§ Work request: Among the entries that follow, the required portion opens with the line containing "fn text(&mut self, body: &str)" and closes with the line containing "use std::sync::Arc;". Give that portion again exactly, and nothing else.

(Collected data entries)
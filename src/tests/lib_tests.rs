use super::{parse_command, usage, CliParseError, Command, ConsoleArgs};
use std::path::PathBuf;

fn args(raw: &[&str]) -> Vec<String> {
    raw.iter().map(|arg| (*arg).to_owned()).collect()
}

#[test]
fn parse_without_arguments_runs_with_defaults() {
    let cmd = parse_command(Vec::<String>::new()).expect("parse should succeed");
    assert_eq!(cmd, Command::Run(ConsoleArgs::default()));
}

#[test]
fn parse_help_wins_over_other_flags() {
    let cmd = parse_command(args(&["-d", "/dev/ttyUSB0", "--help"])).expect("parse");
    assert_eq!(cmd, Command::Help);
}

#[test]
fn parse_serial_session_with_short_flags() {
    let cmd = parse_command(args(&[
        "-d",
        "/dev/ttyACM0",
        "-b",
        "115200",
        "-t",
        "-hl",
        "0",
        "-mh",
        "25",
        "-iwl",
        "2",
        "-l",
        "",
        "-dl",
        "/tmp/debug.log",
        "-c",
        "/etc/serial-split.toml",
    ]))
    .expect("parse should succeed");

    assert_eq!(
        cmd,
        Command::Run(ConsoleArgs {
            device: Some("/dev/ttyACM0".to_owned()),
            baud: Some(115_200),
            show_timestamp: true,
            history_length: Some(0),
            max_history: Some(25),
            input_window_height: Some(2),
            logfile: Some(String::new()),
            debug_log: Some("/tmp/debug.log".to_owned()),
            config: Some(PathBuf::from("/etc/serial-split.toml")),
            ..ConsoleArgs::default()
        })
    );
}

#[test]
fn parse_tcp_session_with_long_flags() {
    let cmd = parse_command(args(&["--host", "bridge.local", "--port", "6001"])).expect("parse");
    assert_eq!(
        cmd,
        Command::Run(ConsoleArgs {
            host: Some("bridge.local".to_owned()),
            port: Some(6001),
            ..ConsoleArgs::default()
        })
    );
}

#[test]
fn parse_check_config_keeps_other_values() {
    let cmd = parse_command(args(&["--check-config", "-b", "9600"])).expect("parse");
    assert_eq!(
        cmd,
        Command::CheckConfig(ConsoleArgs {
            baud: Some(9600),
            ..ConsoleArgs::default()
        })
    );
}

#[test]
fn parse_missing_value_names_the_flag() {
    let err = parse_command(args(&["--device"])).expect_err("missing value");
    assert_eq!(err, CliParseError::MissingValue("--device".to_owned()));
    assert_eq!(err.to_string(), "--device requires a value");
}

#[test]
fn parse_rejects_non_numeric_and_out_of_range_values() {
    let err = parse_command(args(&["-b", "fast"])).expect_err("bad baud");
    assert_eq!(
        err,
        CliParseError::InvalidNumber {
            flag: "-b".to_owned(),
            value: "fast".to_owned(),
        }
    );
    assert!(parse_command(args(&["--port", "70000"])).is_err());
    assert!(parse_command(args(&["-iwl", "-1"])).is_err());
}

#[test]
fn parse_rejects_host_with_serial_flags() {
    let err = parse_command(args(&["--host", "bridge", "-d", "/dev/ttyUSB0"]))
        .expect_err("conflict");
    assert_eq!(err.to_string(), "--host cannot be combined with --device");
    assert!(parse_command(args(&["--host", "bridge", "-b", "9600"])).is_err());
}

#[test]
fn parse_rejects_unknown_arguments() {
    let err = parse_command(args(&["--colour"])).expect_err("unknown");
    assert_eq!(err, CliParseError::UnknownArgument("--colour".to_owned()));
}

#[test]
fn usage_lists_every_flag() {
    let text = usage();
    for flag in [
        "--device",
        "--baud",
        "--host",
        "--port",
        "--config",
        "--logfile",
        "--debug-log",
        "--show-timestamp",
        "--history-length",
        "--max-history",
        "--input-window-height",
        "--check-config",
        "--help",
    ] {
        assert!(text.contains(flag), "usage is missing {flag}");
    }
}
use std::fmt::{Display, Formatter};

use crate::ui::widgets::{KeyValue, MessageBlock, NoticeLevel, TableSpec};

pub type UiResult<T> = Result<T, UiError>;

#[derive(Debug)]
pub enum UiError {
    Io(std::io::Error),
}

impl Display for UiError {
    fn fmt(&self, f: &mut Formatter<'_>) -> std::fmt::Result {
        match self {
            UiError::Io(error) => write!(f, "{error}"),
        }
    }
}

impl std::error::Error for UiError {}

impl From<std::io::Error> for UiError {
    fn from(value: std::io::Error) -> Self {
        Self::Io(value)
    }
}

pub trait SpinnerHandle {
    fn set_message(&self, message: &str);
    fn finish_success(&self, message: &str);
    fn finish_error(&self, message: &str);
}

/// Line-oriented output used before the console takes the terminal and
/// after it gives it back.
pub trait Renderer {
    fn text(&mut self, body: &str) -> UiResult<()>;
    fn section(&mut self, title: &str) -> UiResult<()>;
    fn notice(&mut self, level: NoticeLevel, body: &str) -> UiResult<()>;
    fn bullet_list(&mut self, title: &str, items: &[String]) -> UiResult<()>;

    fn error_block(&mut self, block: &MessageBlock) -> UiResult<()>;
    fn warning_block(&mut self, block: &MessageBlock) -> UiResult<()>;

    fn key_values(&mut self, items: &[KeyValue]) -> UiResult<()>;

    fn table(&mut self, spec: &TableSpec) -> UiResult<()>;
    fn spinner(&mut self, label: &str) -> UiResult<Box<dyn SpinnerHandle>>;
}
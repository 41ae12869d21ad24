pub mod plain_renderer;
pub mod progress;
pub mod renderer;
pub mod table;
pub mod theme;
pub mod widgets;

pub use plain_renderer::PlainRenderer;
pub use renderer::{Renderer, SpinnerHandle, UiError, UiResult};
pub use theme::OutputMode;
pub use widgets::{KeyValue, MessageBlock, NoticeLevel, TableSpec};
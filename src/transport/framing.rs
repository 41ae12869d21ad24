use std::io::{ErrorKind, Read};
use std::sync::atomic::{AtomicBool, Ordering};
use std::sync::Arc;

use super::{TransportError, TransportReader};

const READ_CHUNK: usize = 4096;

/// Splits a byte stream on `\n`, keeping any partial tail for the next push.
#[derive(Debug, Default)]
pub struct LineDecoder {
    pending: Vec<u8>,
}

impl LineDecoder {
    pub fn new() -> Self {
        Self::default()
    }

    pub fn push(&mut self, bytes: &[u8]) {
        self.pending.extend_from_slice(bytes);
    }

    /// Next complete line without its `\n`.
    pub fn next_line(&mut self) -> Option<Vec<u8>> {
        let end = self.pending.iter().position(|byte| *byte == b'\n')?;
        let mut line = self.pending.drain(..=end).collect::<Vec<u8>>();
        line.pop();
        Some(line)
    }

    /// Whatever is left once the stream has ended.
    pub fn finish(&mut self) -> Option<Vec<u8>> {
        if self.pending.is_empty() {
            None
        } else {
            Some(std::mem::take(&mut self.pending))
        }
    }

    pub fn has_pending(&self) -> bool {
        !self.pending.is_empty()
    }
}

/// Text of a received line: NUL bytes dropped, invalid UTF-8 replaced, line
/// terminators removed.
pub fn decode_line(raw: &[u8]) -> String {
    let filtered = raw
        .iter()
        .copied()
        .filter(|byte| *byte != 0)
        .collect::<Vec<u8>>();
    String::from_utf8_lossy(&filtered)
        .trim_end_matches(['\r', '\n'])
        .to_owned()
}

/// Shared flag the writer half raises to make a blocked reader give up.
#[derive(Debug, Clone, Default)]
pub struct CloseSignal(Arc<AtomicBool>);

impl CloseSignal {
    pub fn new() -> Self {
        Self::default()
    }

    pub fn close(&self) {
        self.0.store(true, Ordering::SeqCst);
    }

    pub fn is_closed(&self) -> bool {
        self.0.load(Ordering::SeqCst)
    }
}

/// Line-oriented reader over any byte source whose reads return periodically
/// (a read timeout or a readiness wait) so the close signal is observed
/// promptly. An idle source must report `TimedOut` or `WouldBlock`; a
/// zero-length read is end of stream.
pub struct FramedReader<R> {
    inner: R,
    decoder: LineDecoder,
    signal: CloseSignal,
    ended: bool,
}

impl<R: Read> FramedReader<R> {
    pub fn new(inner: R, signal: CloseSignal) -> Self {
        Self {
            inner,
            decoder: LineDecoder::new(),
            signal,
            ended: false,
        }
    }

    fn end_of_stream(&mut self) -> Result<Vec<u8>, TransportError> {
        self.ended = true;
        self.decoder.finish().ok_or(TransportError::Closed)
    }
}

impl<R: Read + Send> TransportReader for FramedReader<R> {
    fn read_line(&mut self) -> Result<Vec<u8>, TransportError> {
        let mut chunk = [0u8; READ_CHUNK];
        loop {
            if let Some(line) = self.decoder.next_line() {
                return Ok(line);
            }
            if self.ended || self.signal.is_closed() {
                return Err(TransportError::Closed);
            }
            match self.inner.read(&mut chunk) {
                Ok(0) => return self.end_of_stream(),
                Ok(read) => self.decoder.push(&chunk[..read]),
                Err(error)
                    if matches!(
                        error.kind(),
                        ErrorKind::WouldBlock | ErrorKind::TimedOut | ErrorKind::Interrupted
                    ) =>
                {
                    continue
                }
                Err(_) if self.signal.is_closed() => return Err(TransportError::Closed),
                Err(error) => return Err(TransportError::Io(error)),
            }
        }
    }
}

§ Expected output:
    fn text(&mut self, body: &str) -> UiResult<()>;
    fn section(&mut self, title: &str) -> UiResult<()>;
    fn notice(&mut self, level: NoticeLevel, body: &str) -> UiResult<()>;
    fn bullet_list(&mut self, title: &str, items: &[String]) -> UiResult<()>;

    fn error_block(&mut self, block: &MessageBlock) -> UiResult<()>;
    fn warning_block(&mut self, block: &MessageBlock) -> UiResult<()>;

    fn key_values(&mut self, items: &[KeyValue]) -> UiResult<()>;

    fn table(&mut self, spec: &TableSpec) -> UiResult<()>;
    fn spinner(&mut self, label: &str) -> UiResult<Box<dyn SpinnerHandle>>;
}
repository 41ae12869d21ad24
pub mod plain_renderer;
pub mod progress;
pub mod renderer;
pub mod table;
pub mod theme;
pub mod widgets;

pub use plain_renderer::PlainRenderer;
pub use renderer::{Renderer, SpinnerHandle, UiError, UiResult};
pub use theme::OutputMode;
pub use widgets::{KeyValue, MessageBlock, NoticeLevel, TableSpec};
filename src/transport/framing.rs
repository 41ae12869d21ad24
use std::io::{ErrorKind, Read};
use std::sync::atomic::{AtomicBool, Ordering};
use std::sync::Arc;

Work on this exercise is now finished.